The couple it was originally built for, Scheibler’s friends Eva and Frank Harter, apparently quibbled over the flourishes, which Frank encouraged but Eva derided as “doo-dads.” The showpiece home was the first to be built when that block of Beechwood Boulevard was being developed near the then-new Frick Park.

Frederick Scheibler

FREDERICK SCHEIBLER JR.

Frank Harter was a Russian Jewish immigrant and had Scheibler put a wall mosiac in the foyer of his mother dipping candles back home. He had prospered as a liquor importer and owner of a bar on the South Side. Prohibition brought problems, and in 1920 state troopers pulled over a convoy of four trucks outside the Old Overholt distillery near Scottdale, seizing 1,275 cases of illegal whiskey and arresting the men inside — including Harter, his brother and another relative.

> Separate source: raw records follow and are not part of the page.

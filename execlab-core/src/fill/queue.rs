//! Carryover queue: unfilled remainders waiting for a later bar.

use std::collections::VecDeque;

use serde::{Deserialize, Serialize};

use crate::domain::{OrderId, OrderSide};

/// Unfilled remainder of an order.
#[derive(Debug, Clone, PartialEq, Serialize, Deserialize)]
pub struct CarryoverOrder {
    pub order_id: OrderId,
    pub side: OrderSide,
    /// Reference price of the original order; used when a retry bar has no valid open.
    pub reference_price: f64,
    pub original_quantity: f64,
    pub remaining_quantity: f64,
    /// `last processed bar - created_bar`. Zero when first queued.
    pub bars_in_queue: usize,
    pub created_bar: usize,
}

impl CarryoverOrder {
    /// Bars elapsed since creation, or `None` if `bar_index` precedes it.
    pub fn age_at(&self, bar_index: usize) -> Option<usize> {
        bar_index.checked_sub(self.created_bar)
    }
}

#[derive(Debug, Clone, PartialEq, Serialize, Deserialize)]
pub struct QueuedOrderStatus {
    pub order_id: OrderId,
    pub side: OrderSide,
    pub remaining_quantity: f64,
    pub bars_in_queue: usize,
    pub created_bar: usize,
}

/// Snapshot of the carryover queue.
#[derive(Debug, Clone, Default, PartialEq, Serialize, Deserialize)]
pub struct QueueStatus {
    pub total_orders: usize,
    pub total_remaining_quantity: f64,
    /// Orders dropped for exceeding the queue duration, over the simulator's lifetime.
    pub cancelled_orders: usize,
    pub cancelled_quantity: f64,
    pub orders: Vec<QueuedOrderStatus>,
}

/// FIFO of carryover orders plus cancellation tallies.
#[derive(Debug, Clone, Default)]
pub struct OrderQueue {
    orders: VecDeque<CarryoverOrder>,
    cancelled_orders: usize,
    cancelled_quantity: f64,
}

impl OrderQueue {
    pub fn push(&mut self, order: CarryoverOrder) {
        self.orders.push_back(order);
    }

    pub fn len(&self) -> usize {
        self.orders.len()
    }

    pub fn is_empty(&self) -> bool {
        self.orders.is_empty()
    }

    pub fn iter(&self) -> impl Iterator<Item = &CarryoverOrder> {
        self.orders.iter()
    }

    /// Take every queued order, oldest first.
    pub(crate) fn take_all(&mut self) -> VecDeque<CarryoverOrder> {
        std::mem::take(&mut self.orders)
    }

    pub(crate) fn restore(&mut self, orders: VecDeque<CarryoverOrder>) {
        debug_assert!(self.orders.is_empty());
        self.orders = orders;
    }

    pub(crate) fn record_cancellation(&mut self, order: &CarryoverOrder) {
        self.cancelled_orders += 1;
        self.cancelled_quantity += order.remaining_quantity;
    }

    /// Drop every queued order without counting it as cancelled. Returns how many were dropped.
    pub fn clear(&mut self) -> usize {
        let dropped = self.orders.len();
        self.orders.clear();
        dropped
    }

    pub fn cancelled_orders(&self) -> usize {
        self.cancelled_orders
    }

    pub fn total_remaining(&self) -> f64 {
        self.orders.iter().map(|o| o.remaining_quantity).sum()
    }

    pub fn status(&self) -> QueueStatus {
        QueueStatus {
            total_orders: self.orders.len(),
            total_remaining_quantity: self.total_remaining(),
            cancelled_orders: self.cancelled_orders,
            cancelled_quantity: self.cancelled_quantity,
            orders: self
                .orders
                .iter()
                .map(|o| QueuedOrderStatus {
                    order_id: o.order_id,
                    side: o.side,
                    remaining_quantity: o.remaining_quantity,
                    bars_in_queue: o.bars_in_queue,
                    created_bar: o.created_bar,
                })
                .collect(),
        }
    }
}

The U.S. Marshal sold the condemned booze in 1922, valuing the lot at $100 a case, which presumably represented a sizable hit for Frank and Eva. They moved to Europe, along with their young children.

Harry Bitner, publisher of the Pittsburgh Sun-Telegraph, and his wife, Evelyn, owned the Mushroom House for a while. So did nightclub manager Emil Steiner and his wife, Gizella. For two decades it was the home of Lillian and Julius Halpern, another Jewish immigrant who built a successful toy and novelty company and then started a bank.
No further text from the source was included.